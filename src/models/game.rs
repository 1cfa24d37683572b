use serde::{Deserialize, Serialize};
use std::fmt;
use std::str::FromStr;

use super::{Championship, ColorPair, Event, GameScore, ParseError, Player, ScoreData, Side, Team};

#[derive(Debug, Clone, Copy, PartialEq, Eq, Hash, Serialize, Deserialize)]
#[serde(rename_all = "SCREAMING_SNAKE_CASE")]
pub enum GameType {
    Regular,
    Playoff,
}

impl fmt::Display for GameType {
    fn fmt(&self, f: &mut fmt::Formatter<'_>) -> fmt::Result {
        match self {
            GameType::Regular => f.pad("REGULAR"),
            GameType::Playoff => f.pad("PLAYOFF"),
        }
    }
}

impl FromStr for GameType {
    type Err = ParseError;

    fn from_str(s: &str) -> Result<Self, Self::Err> {
        match s.trim().to_ascii_uppercase().as_str() {
            "REGULAR" | "REGULAR SEASON" => Ok(GameType::Regular),
            "PLAYOFF" | "PLAYOFFS" => Ok(GameType::Playoff),
            _ => Err(ParseError::UnknownGameType(s.to_string())),
        }
    }
}

/// Season label such as `"2025-2026"`; labels sort chronologically.
pub type Season = String;

#[derive(Debug, Clone, Default, PartialEq, Serialize, Deserialize)]
pub struct GameTeams {
    pub home: Team,
    pub away: Team,
}

#[derive(Debug, Clone, Default, PartialEq, Serialize, Deserialize)]
pub struct GameColors {
    #[serde(default)]
    pub home: ColorPair,
    #[serde(default)]
    pub away: ColorPair,
}

/// A game document. Rosters are frozen per side inside `teams` at finalize time.
#[derive(Debug, Clone, PartialEq, Serialize, Deserialize)]
#[serde(rename_all = "camelCase")]
pub struct Game {
    #[serde(default)]
    pub id: String,
    #[serde(rename = "type")]
    pub game_type: GameType,
    pub season: Season,
    pub championship: Championship,
    #[serde(default)]
    pub actions: Vec<Event>,
    #[serde(default)]
    pub timestamp: String,
    #[serde(default)]
    pub score: GameScore,
    pub teams: GameTeams,
    #[serde(default)]
    pub colors: GameColors,
    #[serde(default)]
    pub selected_image: String,
}

impl Game {
    pub fn home_team_id(&self) -> &str {
        &self.teams.home.id
    }

    pub fn away_team_id(&self) -> &str {
        &self.teams.away.id
    }

    /// Side the team played on in this game, if it played at all.
    pub fn side_of(&self, team_id: &str) -> Option<Side> {
        if self.teams.home.id == team_id {
            Some(Side::Home)
        } else if self.teams.away.id == team_id {
            Some(Side::Away)
        } else {
            None
        }
    }

    pub fn team(&self, side: Side) -> &Team {
        match side {
            Side::Home => &self.teams.home,
            Side::Away => &self.teams.away,
        }
    }

    pub fn score_for(&self, side: Side) -> &ScoreData {
        self.score.side(side)
    }

    pub fn roster(&self, side: Side) -> &[Player] {
        &self.team(side).roster
    }

    /// True when the player was dressed for either side.
    pub fn dressed(&self, player_id: &str) -> bool {
        self.teams.home.in_roster(player_id) || self.teams.away.in_roster(player_id)
    }

    /// Highest period any action was recorded in; 1 when nothing was recorded.
    pub fn highest_period(&self) -> u32 {
        self.actions.iter().map(|a| a.period).max().unwrap_or(1)
    }
}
══════════════════════════════
→ TASK BRIEF
Copy each entry above exactly, character for character.

→ ANSWER SECTION
filename src/models/game.rs
repository 1cfa24d37683572b
use serde::{Deserialize, Serialize};
use std::fmt;
use std::str::FromStr;

use super::{Championship, ColorPair, Event, GameScore, ParseError, Player, ScoreData, Side, Team};

#[derive(Debug, Clone, Copy, PartialEq, Eq, Hash, Serialize, Deserialize)]
#[serde(rename_all = "SCREAMING_SNAKE_CASE")]
pub enum GameType {
    Regular,
    Playoff,
}

impl fmt::Display for GameType {
    fn fmt(&self, f: &mut fmt::Formatter<'_>) -> fmt::Result {
        match self {
            GameType::Regular => f.pad("REGULAR"),
            GameType::Playoff => f.pad("PLAYOFF"),
        }
    }
}

impl FromStr for GameType {
    type Err = ParseError;

    fn from_str(s: &str) -> Result<Self, Self::Err> {
        match s.trim().to_ascii_uppercase().as_str() {
            "REGULAR" | "REGULAR SEASON" => Ok(GameType::Regular),
            "PLAYOFF" | "PLAYOFFS" => Ok(GameType::Playoff),
            _ => Err(ParseError::UnknownGameType(s.to_string())),
        }
    }
}

/// Season label such as `"2025-2026"`; labels sort chronologically.
pub type Season = String;

#[derive(Debug, Clone, Default, PartialEq, Serialize, Deserialize)]
pub struct GameTeams {
    pub home: Team,
    pub away: Team,
}

#[derive(Debug, Clone, Default, PartialEq, Serialize, Deserialize)]
pub struct GameColors {
    #[serde(default)]
    pub home: ColorPair,
    #[serde(default)]
    pub away: ColorPair,
}

/// A game document. Rosters are frozen per side inside `teams` at finalize time.
#[derive(Debug, Clone, PartialEq, Serialize, Deserialize)]
#[serde(rename_all = "camelCase")]
pub struct Game {
    #[serde(default)]
    pub id: String,
    #[serde(rename = "type")]
    pub game_type: GameType,
    pub season: Season,
    pub championship: Championship,
    #[serde(default)]
    pub actions: Vec<Event>,
    #[serde(default)]
    pub timestamp: String,
    #[serde(default)]
    pub score: GameScore,
    pub teams: GameTeams,
    #[serde(default)]
    pub colors: GameColors,
    #[serde(default)]
    pub selected_image: String,
}

impl Game {
    pub fn home_team_id(&self) -> &str {
        &self.teams.home.id
    }

    pub fn away_team_id(&self) -> &str {
        &self.teams.away.id
    }

    /// Side the team played on in this game, if it played at all.
    pub fn side_of(&self, team_id: &str) -> Option<Side> {
        if self.teams.home.id == team_id {
            Some(Side::Home)
        } else if self.teams.away.id == team_id {
            Some(Side::Away)
        } else {
            None
        }
    }

    pub fn team(&self, side: Side) -> &Team {
        match side {
            Side::Home => &self.teams.home,
            Side::Away => &self.teams.away,
        }
    }

    pub fn score_for(&self, side: Side) -> &ScoreData {
        self.score.side(side)
    }

    pub fn roster(&self, side: Side) -> &[Player] {
        &self.team(side).roster
    }

    /// True when the player was dressed for either side.
    pub fn dressed(&self, player_id: &str) -> bool {
        self.teams.home.in_roster(player_id) || self.teams.away.in_roster(player_id)
    }

    /// Highest period any action was recorded in; 1 when nothing was recorded.
    pub fn highest_period(&self) -> u32 {
        self.actions.iter().map(|a| a.period).max().unwrap_or(1)
    }
}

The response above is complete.